In 2009, when the economy was still convulsing from the financial crisis, Daniel Roth (now Linkedin’s executive editor) published a piece about the future of Wall Street suggesting that the financial industry’s temporary paralysis might be a good thing. “No one likes to see an industry die, but there is an upside,” he wrote in what seemed like a prescient article in Wired magazine that June. “Often, smart cubicle refugees will seize the opportunity to pursue their entrepreneurial dreams, unleashing waves of innovation upon society.” He cited the decline of the Hollywood studio system and the birth of independent film as an example of how one big industry’s collapse might prompt a flowering of creativity and new enterprise.
The only trouble is, it didn’t happen.
By all accounts, the opposite occurred. The surviving banks became bigger and more powerful than ever, and the paychecks remained enormous, even if the institutions themselves are somewhat leaner. The brain drain into finance and away from academia, corporate America, policymaking, and everything else has slowed, but it continues. Employment levels in financial services overall are lower than they were before the financial crisis, yet approximately 35 percent of the graduating class of Princeton still entered the financial industry last year.
Now Andrew Yang, who founded and runs Venture for America, a fellowship program that places top college graduates in startups for two years, is here with yet another critique of the fact that a disproportionate number of college graduates are squandering their hard-earned educations on Wall Street careers. “A friend told me about a young Princeton graduate she knew named Cole. Cole studied mathematics and went to work for a hedge fund directly out of school. He’s now making well into six figures at the age of 24. That’s his whole story to date,” Yang writes in an excerpt from his book, Smart People Should Build Things. “That’s success and the American way. And yet how excited are you about Cole’s trajectory?”
Yang argues that our idea of achievement has become far too narrow and materialistic. It is hurting the economy by taking math, science, and liberal arts graduates away from fields where they might invent and build and hire people at new companies they found and concentrating them in the financial sector, where they aren’t likely to contribute to future economic growth. He asserts that many of the most highly educated young people are also some of the most risk-averse, overly concerned about predictable career advancement and impressing their parents and friends.
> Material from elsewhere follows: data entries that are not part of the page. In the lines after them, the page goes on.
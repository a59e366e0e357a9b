//! Syzygy error types.

use std::sync::Arc;

/// Shared handle to whatever lower-level error caused a [SzgError].
///
/// Cloning bumps a refcount, so the same cause can sit behind many
/// clones of one error.
#[derive(Clone, Default)]
pub struct DynInnerError(
    pub Option<Arc<dyn std::error::Error + 'static + Send + Sync>>,
);

impl std::fmt::Debug for DynInnerError {
    fn fmt(&self, f: &mut std::fmt::Formatter<'_>) -> std::fmt::Result {
        self.0.fmt(f)
    }
}

impl std::fmt::Display for DynInnerError {
    fn fmt(&self, f: &mut std::fmt::Formatter<'_>) -> std::fmt::Result {
        match self.0.as_ref() {
            None => f.write_str("None"),
            Some(s) => s.fmt(f),
        }
    }
}

impl std::error::Error for DynInnerError {
    fn source(&self) -> Option<&(dyn std::error::Error + 'static)> {
        self.0.as_ref().map(|s| {
            let out: &(dyn std::error::Error + 'static) = &**s;
            out
        })
    }
}

impl DynInnerError {
    /// Wrap `e` as the cause.
    pub fn new<E: std::error::Error + 'static + Send + Sync>(e: E) -> Self {
        Self(Some(Arc::new(e)))
    }
}

/// Failure returned by broker, socket and sync server calls.
///
/// Must stay `Clone`: one failed confirm or listen is reported to
/// every waiter parked on it.
#[derive(Debug, Clone, thiserror::Error)]
pub enum SzgError {
    /// A described failure, optionally carrying its cause.
    #[error("{ctx} (src: {src})")]
    Other {
        /// What was being attempted, e.g. "bind" or "handshake".
        ctx: Arc<str>,

        /// Underlying cause. Displays as `None` when absent.
        #[source]
        src: DynInnerError,
    },
}

impl SzgError {
    /// Describe a failure that was caused by `src`.
    pub fn other_src<
        C: std::fmt::Display,
        S: std::error::Error + 'static + Send + Sync,
    >(
        ctx: C,
        src: S,
    ) -> Self {
        Self::Other {
            ctx: ctx.to_string().into_boxed_str().into(),
            src: DynInnerError::new(src),
        }
    }

    /// Describe a failure that has no underlying cause.
    pub fn other<C: std::fmt::Display>(ctx: C) -> Self {
        Self::Other {
            ctx: ctx.to_string().into_boxed_str().into(),
            src: DynInnerError::default(),
        }
    }
}

impl From<std::io::Error> for SzgError {
    fn from(err: std::io::Error) -> Self {
        Self::other_src("io", err)
    }
}

/// Shorthand for results carrying a [SzgError].
pub type SzgResult<T> = Result<T, SzgError>;

#[cfg(test)]
mod test {
    use super::*;
    use std::error::Error;

    #[test]
    fn message_shows_context_and_cause() {
        assert_eq!(
            "no channel (src: None)",
            SzgError::other("no channel").to_string(),
        );
        assert_eq!(
            "bind (src: addr in use)",
            SzgError::other_src("bind", std::io::Error::other("addr in use"))
                .to_string(),
        );
    }

    #[test]
    fn io_error_converts_with_source() {
        let err: SzgError =
            std::io::Error::new(std::io::ErrorKind::BrokenPipe, "pipe").into();
        assert_eq!("io (src: pipe)", err.to_string());
        assert!(err.source().is_some());
        assert!(SzgError::other("alone").source().is_none());
    }

    #[test]
    fn clones_share_one_cause() {
        let err = SzgError::other_src("listen", std::io::Error::other("busy"));
        let copy = err.clone();
        let SzgError::Other { src: a, .. } = &err;
        let SzgError::Other { src: b, .. } = &copy;
        let (Some(a), Some(b)) = (&a.0, &b.0) else {
            panic!("cause missing");
        };
        assert!(Arc::ptr_eq(a, b));
    }

    #[test]
    fn can_cross_threads() {
        let err = SzgError::other("handshake");
        let msg = std::thread::spawn(move || err.to_string()).join().unwrap();
        assert_eq!("handshake (src: None)", msg);
    }
}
“We need people willing to take risks and, yes, to occasionally fail,” Yang writes, as opposed to having the top third of every graduating class following the same predictable path of investment bank analyst program/business school/hedge fund. “We need people committed over extended periods of time to creating value, no matter how hard that is. We need people who care deeply about the work they’re doing.” Yang’s antitote to Wall Street-itis is Silicon Valley.
Kevin Roose, in his new book Young Money, which charts the early careers of a handful of fresh Wall Street recruits, suggests that finance’s hold over young minds is starting to loosen and that the freshly educated are looking for something more meaningful than simply the opportunity to collect a huge paycheck.
Encouraging them to start technology companies, as Yang does, is one fine alternative, but it isn’t a perfect solution. The reasons why can be seen in the recent announcement by Facebook that it was buying Whatsapp for $19 billion. A closer look at the eye-popping deal revealed that Facebook was paying $345 million for each employee of the text messaging service—all 55 of them. It made a handful of people amazingly rich almost overnight. But even in the innovation paradise of Silicon Valley, creating companies that build things doesn’t seem to involve creating jobs. That still leaves a lot of young people left to build algorithms for hedge funds.